▶

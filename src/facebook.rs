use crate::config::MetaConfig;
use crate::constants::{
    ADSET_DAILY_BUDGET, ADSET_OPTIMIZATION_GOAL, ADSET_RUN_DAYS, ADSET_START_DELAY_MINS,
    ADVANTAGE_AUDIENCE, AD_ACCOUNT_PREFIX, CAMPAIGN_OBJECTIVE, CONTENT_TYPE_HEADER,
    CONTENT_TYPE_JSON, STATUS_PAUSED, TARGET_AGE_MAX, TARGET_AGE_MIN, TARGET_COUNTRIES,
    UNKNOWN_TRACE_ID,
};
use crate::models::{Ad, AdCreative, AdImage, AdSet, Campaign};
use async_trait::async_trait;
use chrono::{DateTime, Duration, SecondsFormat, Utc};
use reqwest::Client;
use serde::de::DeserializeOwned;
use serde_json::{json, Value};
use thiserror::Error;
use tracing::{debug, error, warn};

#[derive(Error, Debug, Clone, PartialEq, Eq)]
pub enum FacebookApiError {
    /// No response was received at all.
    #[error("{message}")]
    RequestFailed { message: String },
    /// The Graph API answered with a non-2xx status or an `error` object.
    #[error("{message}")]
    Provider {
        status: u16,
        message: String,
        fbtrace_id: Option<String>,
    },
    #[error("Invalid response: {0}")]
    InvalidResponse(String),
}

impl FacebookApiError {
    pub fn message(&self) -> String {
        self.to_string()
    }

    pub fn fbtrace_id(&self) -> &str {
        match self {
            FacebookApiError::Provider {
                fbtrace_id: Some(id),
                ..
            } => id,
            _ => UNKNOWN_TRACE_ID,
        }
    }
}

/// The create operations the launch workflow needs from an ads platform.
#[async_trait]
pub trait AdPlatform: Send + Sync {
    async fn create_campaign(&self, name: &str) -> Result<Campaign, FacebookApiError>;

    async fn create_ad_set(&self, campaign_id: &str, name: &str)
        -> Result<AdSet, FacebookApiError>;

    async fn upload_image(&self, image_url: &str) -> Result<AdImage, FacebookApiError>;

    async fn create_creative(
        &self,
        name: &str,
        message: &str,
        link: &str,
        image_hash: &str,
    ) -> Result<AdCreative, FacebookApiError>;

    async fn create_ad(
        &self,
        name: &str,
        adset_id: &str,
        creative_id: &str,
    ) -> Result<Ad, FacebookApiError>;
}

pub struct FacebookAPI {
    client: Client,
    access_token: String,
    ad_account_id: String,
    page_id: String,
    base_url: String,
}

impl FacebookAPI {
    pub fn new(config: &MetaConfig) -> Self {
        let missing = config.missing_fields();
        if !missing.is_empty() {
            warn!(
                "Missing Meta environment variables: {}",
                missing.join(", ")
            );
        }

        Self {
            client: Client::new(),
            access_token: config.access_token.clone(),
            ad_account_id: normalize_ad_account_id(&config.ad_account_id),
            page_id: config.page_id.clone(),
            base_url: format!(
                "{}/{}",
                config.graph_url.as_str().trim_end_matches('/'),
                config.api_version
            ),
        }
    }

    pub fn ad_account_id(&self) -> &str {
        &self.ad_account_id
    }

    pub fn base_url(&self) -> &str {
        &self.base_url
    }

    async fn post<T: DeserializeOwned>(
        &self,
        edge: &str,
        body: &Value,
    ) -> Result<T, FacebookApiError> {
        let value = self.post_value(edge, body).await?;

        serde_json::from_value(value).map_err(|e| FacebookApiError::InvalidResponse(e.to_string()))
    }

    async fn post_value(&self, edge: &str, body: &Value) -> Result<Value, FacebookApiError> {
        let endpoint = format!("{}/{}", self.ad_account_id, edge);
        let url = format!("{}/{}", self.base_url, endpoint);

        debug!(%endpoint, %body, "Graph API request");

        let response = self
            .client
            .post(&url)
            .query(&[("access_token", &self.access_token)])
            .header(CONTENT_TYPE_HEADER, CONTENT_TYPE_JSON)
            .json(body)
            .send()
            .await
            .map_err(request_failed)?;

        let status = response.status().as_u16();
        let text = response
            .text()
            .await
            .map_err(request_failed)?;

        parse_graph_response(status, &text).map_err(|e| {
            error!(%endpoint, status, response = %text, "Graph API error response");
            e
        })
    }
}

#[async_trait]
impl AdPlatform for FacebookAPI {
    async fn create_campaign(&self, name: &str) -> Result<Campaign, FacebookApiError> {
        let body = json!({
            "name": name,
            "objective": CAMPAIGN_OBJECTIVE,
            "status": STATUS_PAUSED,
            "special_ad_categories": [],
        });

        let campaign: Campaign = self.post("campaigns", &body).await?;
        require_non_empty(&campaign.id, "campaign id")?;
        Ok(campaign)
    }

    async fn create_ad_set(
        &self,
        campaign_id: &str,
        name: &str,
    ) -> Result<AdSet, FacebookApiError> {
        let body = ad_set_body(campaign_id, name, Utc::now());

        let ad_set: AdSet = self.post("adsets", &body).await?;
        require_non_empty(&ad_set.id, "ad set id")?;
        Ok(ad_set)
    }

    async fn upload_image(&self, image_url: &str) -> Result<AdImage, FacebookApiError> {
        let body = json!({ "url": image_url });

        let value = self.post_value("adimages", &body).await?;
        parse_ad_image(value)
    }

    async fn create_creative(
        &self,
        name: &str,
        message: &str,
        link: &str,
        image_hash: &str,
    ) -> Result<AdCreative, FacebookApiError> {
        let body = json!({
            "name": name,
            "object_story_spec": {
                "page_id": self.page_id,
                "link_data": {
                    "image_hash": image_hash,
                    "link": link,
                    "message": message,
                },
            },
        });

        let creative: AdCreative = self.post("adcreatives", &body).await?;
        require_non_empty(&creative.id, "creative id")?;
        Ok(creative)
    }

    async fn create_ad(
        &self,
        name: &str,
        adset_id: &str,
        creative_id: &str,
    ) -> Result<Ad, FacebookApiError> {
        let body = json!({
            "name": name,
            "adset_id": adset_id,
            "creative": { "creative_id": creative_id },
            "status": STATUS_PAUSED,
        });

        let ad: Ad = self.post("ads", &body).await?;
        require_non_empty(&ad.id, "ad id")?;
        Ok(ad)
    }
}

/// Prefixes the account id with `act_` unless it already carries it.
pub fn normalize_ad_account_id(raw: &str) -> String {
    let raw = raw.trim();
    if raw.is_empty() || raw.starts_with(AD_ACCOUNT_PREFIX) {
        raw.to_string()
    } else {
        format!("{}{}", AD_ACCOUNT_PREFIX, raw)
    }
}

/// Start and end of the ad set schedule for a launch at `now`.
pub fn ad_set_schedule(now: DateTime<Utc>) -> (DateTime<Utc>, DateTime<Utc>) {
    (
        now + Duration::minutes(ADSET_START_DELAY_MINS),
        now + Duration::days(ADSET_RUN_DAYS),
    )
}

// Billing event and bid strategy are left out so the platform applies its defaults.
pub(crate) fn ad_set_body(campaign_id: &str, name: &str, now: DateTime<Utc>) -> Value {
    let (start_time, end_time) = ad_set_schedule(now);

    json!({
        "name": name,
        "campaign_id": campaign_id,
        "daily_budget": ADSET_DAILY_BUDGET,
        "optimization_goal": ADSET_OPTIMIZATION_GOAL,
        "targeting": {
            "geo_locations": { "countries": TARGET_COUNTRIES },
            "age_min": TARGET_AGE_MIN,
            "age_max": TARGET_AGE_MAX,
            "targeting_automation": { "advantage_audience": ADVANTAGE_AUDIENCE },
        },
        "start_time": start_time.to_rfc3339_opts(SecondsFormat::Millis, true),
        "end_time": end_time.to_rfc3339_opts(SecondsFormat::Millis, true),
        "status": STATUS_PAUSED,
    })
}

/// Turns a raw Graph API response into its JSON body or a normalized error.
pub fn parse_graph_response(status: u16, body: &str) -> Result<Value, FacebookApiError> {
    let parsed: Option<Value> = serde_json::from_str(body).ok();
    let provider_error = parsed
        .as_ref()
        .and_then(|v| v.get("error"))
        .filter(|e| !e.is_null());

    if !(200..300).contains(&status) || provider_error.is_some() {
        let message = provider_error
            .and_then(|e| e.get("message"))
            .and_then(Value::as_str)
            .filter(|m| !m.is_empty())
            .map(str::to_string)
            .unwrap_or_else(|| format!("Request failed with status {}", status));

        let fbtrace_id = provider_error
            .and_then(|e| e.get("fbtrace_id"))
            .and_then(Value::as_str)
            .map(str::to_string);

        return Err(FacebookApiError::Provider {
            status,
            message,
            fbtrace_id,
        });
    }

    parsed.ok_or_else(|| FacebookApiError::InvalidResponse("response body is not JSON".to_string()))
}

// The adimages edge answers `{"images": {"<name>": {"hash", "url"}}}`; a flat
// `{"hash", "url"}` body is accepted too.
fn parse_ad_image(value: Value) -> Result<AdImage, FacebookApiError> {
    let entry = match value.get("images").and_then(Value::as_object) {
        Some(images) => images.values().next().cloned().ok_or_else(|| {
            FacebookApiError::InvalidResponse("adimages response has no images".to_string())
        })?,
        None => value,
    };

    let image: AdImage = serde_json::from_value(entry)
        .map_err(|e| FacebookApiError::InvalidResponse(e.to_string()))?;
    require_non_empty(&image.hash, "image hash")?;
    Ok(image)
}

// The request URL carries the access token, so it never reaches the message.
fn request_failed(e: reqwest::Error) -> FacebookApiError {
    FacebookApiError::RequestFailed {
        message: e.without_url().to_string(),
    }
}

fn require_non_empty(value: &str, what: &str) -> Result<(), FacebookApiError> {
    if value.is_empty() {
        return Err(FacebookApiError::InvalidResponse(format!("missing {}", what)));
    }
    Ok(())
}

◀
▶

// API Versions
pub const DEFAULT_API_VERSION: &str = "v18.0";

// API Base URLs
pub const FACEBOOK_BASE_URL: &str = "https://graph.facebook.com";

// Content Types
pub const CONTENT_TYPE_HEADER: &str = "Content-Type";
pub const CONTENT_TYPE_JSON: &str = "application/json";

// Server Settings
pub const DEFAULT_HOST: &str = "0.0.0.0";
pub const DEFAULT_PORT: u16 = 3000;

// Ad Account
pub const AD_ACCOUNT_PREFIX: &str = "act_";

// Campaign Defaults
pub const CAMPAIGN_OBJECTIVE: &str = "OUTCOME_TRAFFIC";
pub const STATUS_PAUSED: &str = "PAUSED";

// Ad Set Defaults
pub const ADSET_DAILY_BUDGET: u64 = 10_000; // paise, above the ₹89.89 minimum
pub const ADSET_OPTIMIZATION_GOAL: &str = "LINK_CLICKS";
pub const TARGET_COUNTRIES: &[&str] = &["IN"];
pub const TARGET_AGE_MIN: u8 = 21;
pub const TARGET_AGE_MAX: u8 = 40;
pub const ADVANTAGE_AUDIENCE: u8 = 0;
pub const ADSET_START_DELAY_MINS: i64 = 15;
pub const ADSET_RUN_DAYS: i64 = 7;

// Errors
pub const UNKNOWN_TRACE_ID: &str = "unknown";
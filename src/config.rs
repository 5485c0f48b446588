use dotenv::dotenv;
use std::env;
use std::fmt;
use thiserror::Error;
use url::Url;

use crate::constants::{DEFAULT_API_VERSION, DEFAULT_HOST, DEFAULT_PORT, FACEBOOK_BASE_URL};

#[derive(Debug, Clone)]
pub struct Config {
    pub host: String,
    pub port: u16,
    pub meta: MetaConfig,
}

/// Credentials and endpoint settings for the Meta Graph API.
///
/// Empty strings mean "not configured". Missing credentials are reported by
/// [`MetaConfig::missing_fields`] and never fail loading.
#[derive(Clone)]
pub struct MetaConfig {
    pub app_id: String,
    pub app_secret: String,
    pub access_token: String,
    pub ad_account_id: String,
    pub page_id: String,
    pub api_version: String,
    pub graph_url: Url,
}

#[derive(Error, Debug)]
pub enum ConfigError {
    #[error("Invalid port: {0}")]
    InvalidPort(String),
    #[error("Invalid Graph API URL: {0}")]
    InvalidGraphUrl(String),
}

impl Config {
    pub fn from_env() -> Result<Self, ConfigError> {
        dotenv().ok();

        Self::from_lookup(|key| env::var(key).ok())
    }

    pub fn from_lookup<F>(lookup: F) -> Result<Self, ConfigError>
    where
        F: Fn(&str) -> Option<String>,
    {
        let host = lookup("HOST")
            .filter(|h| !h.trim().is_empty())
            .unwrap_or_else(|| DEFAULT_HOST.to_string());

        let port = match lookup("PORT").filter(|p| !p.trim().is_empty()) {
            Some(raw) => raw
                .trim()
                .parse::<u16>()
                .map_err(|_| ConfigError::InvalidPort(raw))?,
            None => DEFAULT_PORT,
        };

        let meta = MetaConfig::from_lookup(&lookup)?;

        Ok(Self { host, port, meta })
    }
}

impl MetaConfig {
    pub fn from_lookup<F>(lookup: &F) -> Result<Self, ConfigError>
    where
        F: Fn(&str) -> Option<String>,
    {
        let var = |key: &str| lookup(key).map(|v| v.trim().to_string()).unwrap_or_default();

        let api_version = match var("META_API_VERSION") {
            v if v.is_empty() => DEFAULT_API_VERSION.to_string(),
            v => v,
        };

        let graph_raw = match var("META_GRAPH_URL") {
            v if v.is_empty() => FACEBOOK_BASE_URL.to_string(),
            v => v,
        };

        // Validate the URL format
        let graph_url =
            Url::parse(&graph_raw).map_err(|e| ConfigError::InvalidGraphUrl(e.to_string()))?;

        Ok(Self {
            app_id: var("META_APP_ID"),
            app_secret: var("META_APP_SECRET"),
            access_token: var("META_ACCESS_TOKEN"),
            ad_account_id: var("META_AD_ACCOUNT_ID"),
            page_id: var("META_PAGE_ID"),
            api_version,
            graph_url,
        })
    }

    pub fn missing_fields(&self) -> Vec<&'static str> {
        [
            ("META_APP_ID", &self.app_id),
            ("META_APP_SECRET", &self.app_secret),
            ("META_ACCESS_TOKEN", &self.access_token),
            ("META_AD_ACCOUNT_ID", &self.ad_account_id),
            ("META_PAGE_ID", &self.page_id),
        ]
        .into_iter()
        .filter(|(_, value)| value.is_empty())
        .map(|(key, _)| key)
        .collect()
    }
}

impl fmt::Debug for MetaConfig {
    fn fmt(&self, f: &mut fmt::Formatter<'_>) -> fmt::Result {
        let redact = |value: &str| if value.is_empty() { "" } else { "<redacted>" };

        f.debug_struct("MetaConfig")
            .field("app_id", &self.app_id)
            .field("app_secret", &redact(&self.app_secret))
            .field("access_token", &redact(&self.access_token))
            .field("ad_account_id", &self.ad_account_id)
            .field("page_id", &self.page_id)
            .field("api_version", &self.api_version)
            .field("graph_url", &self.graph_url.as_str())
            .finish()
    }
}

◀

| Your goal |
Retype, exactly and in full, the lines above from the one containing "already carries it." through the one containing "let fbtrace_id = provider_error".

| Response area |
/// Prefixes the account id with `act_` unless it already carries it.
pub fn normalize_ad_account_id(raw: &str) -> String {
    let raw = raw.trim();
    if raw.is_empty() || raw.starts_with(AD_ACCOUNT_PREFIX) {
        raw.to_string()
    } else {
        format!("{}{}", AD_ACCOUNT_PREFIX, raw)
    }
}

/// Start and end of the ad set schedule for a launch at `now`.
pub fn ad_set_schedule(now: DateTime<Utc>) -> (DateTime<Utc>, DateTime<Utc>) {
    (
        now + Duration::minutes(ADSET_START_DELAY_MINS),
        now + Duration::days(ADSET_RUN_DAYS),
    )
}

// Billing event and bid strategy are left out so the platform applies its defaults.
pub(crate) fn ad_set_body(campaign_id: &str, name: &str, now: DateTime<Utc>) -> Value {
    let (start_time, end_time) = ad_set_schedule(now);

    json!({
        "name": name,
        "campaign_id": campaign_id,
        "daily_budget": ADSET_DAILY_BUDGET,
        "optimization_goal": ADSET_OPTIMIZATION_GOAL,
        "targeting": {
            "geo_locations": { "countries": TARGET_COUNTRIES },
            "age_min": TARGET_AGE_MIN,
            "age_max": TARGET_AGE_MAX,
            "targeting_automation": { "advantage_audience": ADVANTAGE_AUDIENCE },
        },
        "start_time": start_time.to_rfc3339_opts(SecondsFormat::Millis, true),
        "end_time": end_time.to_rfc3339_opts(SecondsFormat::Millis, true),
        "status": STATUS_PAUSED,
    })
}

/// Turns a raw Graph API response into its JSON body or a normalized error.
pub fn parse_graph_response(status: u16, body: &str) -> Result<Value, FacebookApiError> {
    let parsed: Option<Value> = serde_json::from_str(body).ok();
    let provider_error = parsed
        .as_ref()
        .and_then(|v| v.get("error"))
        .filter(|e| !e.is_null());

    if !(200..300).contains(&status) || provider_error.is_some() {
        let message = provider_error
            .and_then(|e| e.get("message"))
            .and_then(Value::as_str)
            .filter(|m| !m.is_empty())
            .map(str::to_string)
            .unwrap_or_else(|| format!("Request failed with status {}", status));

        let fbtrace_id = provider_error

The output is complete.